Good Guys to the Rescue!

By July 21, 2015

goodbacteria You may have heard the terms good bacteria, probiotics, prebiotics or healthy flora being used in the marketing of yogurt and other foods, or in conversation with your friends. Using probiotics for digestive support has increased tremendously since the mid-1990s. But why are probiotics so important? What benefits do they have for health other than the regulation of digestion?

Your digestive process

Once the mouth and stomach have broken down our foods, the small intestine works to absorb the nutrients. Any undigested food that the small intestine is unable to use enters the large intestine where our bacteria further breaks it down and absorbs anything that’s leftover.

The role of the “good guys”

The large intestine is not a sterile place. It is home to bacteria called “flora” that are made up of approximately three pounds of bacteria and other micro-organisms; both good and bad, competing for nutrients and space. Good bacteria:
  • Supports the immune system
  • Stimulates the gut mucosa to produce antibodies to pathogens
  • Produces natural antifungal and antibiotic substances
  • Produces vitamin K, which is essential for the formation and repair of our bones
  • Produces B vitamins required to maintain the muscle tone in the gastrointestinal tract that regulates digestion
  • Reduces the low-grade inflammation that can contribute to obesity
  • Uses nutrients, including vitamins, minerals, proteins, fats, and carbohydrates, making it easier to digest foods properly and efficiently, so we store less energy and fat
  • Metabolizes and recycles hormones, including estrogen, thyroid hormones, and phytoestrogens
Good bacteria are known to help prevent food allergies, decrease gas, bloating, indigestion, acne, eczema, psoriasis, bad breath, colds, flu, chronic fatigue and high cholesterol levels. This is because they properly break down the remaining nutrients of your foods, control the acidity (pH level) of the intestines, and secrete acids that less friendly microbes cannot tolerate well.

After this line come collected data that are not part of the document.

use std::net::SocketAddr;
use std::sync::Arc;
use std::time::Duration;
use tracing::info;
use tracing_subscriber::{layer::SubscriberExt, util::SubscriberInitExt};

use ressources_communales::audit::{AuditRecorder, PgAuditSink};
use ressources_communales::auth::rate_limit::RateLimiter;
use ressources_communales::config::AppConfig;
use ressources_communales::database::Database;
use ressources_communales::meteo::MeteoService;
use ressources_communales::routes;
use ressources_communales::state::AppState;

#[tokio::main]
async fn main() -> Result<(), Box<dyn std::error::Error>> {
    // Initialize tracing
    tracing_subscriber::registry()
        .with(
            tracing_subscriber::EnvFilter::try_from_default_env()
                .unwrap_or_else(|_| "ressources_communales=debug,tower_http=debug".into()),
        )
        .with(tracing_subscriber::fmt::layer())
        .init();

    info!("Démarrage du catalogue des ressources communales");

    let config = AppConfig::load()?;
    info!("Configuration chargée");

    let database = Database::new(&config.database_url).await?;
    info!("Base de données connectée");

    database.run_migrations().await?;
    info!("Migrations exécutées");

    // Audit worker: bounded queue, at-most-once writes.
    let sink = PgAuditSink::new(database.pool().clone());
    let (audit, _audit_worker) = AuditRecorder::demarrer(sink, config.audit_queue_capacity);
    info!("Journal d'audit démarré");

    let meteo = MeteoService::new(
        config.meteo_base_url.clone(),
        Duration::from_secs(config.meteo_cache_ttl_secs),
    );

    let limiteur_login = Arc::new(RateLimiter::new(
        config.login_max_tentatives,
        Duration::from_secs(config.login_fenetre_secs),
    ));

    let addr: SocketAddr = format!("{}:{}", config.server_host, config.server_port).parse()?;

    let state = AppState {
        config,
        db: database,
        audit,
        meteo,
        limiteur_login,
    };

    let app = routes::router(state).into_make_service_with_connect_info::<SocketAddr>();

    info!("Serveur à l'écoute sur {}", addr);
    let listener = tokio::net::TcpListener::bind(addr).await?;
    axum::serve(listener, app).await?;

    Ok(())
}
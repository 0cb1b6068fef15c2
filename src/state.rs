use std::sync::Arc;

use crate::audit::AuditRecorder;
use crate::auth::rate_limit::RateLimiter;
use crate::config::AppConfig;
use crate::database::Database;
use crate::meteo::MeteoService;

#[derive(Clone)]
pub struct AppState {
    pub config: AppConfig,
    pub db: Database,
    pub audit: AuditRecorder,
    pub meteo: MeteoService,
    pub limiteur_login: Arc<RateLimiter>,
}
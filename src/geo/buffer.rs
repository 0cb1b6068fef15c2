use geo::ChamberlainDuquetteArea;
use serde::Serialize;

use crate::database::models::PointRessource;
use crate::geo::{cercle_geodesique, distance_km, Cercle};

#[derive(Debug, Clone, Serialize)]
pub struct ResultatBuffer {
    pub centre: (f64, f64),
    pub rayon_km: f64,
    pub surface_km2: f64,
    pub nb_ressources: usize,
    pub ressources: Vec<PointRessource>,
    pub polygone: geojson::Value,
}

/// Resources within `rayon_km` of the click point, with the buffer polygon
/// and its geodesic area. Membership is by great-circle distance, so growing
/// the radius can only grow the inside set.
pub fn analyser_buffer(cercle: &Cercle, points: &[PointRessource]) -> ResultatBuffer {
    let polygone = cercle_geodesique(cercle);
    let surface_km2 = polygone.chamberlain_duquette_unsigned_area() / 1_000_000.0;

    let ressources: Vec<PointRessource> = points
        .iter()
        .filter(|p| distance_km(cercle.lat, cercle.lng, p.latitude, p.longitude) <= cercle.rayon_km)
        .cloned()
        .collect();

    ResultatBuffer {
        centre: (cercle.lat, cercle.lng),
        rayon_km: cercle.rayon_km,
        surface_km2,
        nb_ressources: ressources.len(),
        ressources,
        polygone: geojson::Value::from(&polygone),
    }
}

#[cfg(test)]
mod tests {
    use super::*;

    fn point(id: i32, lat: f64, lng: f64) -> PointRessource {
        PointRessource {
            id,
            nom: format!("ressource-{}", id),
            latitude: lat,
            longitude: lng,
            commune_id: 1,
        }
    }

    #[test]
    fn test_toutes_les_ressources_incluses_sont_dans_le_rayon() {
        let cercle = Cercle {
            lat: 14.6928,
            lng: -17.4467,
            rayon_km: 10.0,
        };
        let points = vec![
            point(1, 14.6928, -17.4467), // au centre
            point(2, 14.7200, -17.4400), // ~3 km
            point(3, 14.7886, -16.9260), // Thiès, ~60 km
            point(4, 16.0179, -16.4896), // Saint-Louis, loin
        ];

        let resultat = analyser_buffer(&cercle, &points);
        assert_eq!(resultat.nb_ressources, 2);
        for r in &resultat.ressources {
            let d = distance_km(cercle.lat, cercle.lng, r.latitude, r.longitude);
            assert!(d <= cercle.rayon_km + 1e-9);
        }
    }

    #[test]
    fn test_monotonie_du_rayon() {
        let points: Vec<PointRessource> = (0..20)
            .map(|i| point(i, 14.5 + (i as f64) * 0.02, -16.5 + (i as f64) * 0.015))
            .collect();

        let mut precedent: Vec<i32> = vec![];
        for rayon in [1.0, 5.0, 20.0, 80.0, 300.0] {
            let cercle = Cercle {
                lat: 14.5,
                lng: -16.5,
                rayon_km: rayon,
            };
            let resultat = analyser_buffer(&cercle, &points);
            let ids: Vec<i32> = resultat.ressources.iter().map(|r| r.id).collect();
            for id in &precedent {
                assert!(ids.contains(id), "rayon {} a perdu la ressource {}", rayon, id);
            }
            precedent = ids;
        }
        assert_eq!(precedent.len(), 20);
    }

    #[test]
    fn test_surface_proche_du_disque_theorique() {
        let cercle = Cercle {
            lat: 14.0,
            lng: -16.0,
            rayon_km: 10.0,
        };
        let resultat = analyser_buffer(&cercle, &[]);
        let theorique = std::f64::consts::PI * 10.0 * 10.0;
        let ecart = (resultat.surface_km2 - theorique).abs() / theorique;
        assert!(ecart < 0.02, "surface {} km²", resultat.surface_km2);
    }
}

Unbalanced flora and disease

Almost 80% of your immune system is located in your large intestine. This means supporting your digestive health is essential to supporting your immune system, your number one defense system against all disease. If too many bad bacteria are present in your digestive tract, it can lead to imbalanced intestinal flora with disrupted or slowed digestion. Slow digestion is like leaving food lying around in a dark, damp, warm germ-infested tube for a day or more. Bad bacteria gladly assimilate anything that you are slow to digest and spews their excretions into your intestine. These toxins can prevent good bacteria from growing, and can provide a comfortably toxic environment that permits other bad bacteria to grow and thrive.

Supporting healthy bacteria

We can support our healthy bacteria by feeding it living microorganisms that, once ingested, will directly become our healthy flora (probiotics), or by consuming non-digestible food that selectively stimulates the growth of “good” bacteria (prebiotics). Probiotics can be found in foods with lactobacillus and/or bifidobacteria like yogurt, butter, milk, goat’s milk, coconut water, and soy milk products. These good bacteria also grow naturally in fermented milk, kefir, natto, miso, kimchee, tempeh, and sauerkraut. As mentioned, prebiotics stimulate the growth of healthy bacteria. But healthy bacteria need to be in the gut before they can be stimulated to grow. Start off with probiotic sources to build up the good guys and then support growth by consuming sources of prebiotics such as dandelion greens, spinach, kale, artichokes, legumes, onions, leeks, garlic, oatmeal, flaxseed, barley, and soy yogurt. What you eat and your level of stress have a huge impact on the balance of bacteria in your gut. Incorporating foods that will build and grow your flora while supporting a balanced state of mind through yoga, meditation, breathing techniques, and smiling, will ensure that you’re building and supporting healthy flora for years to come. Do you supplement your diet with probiotics? If so, what’s your routine?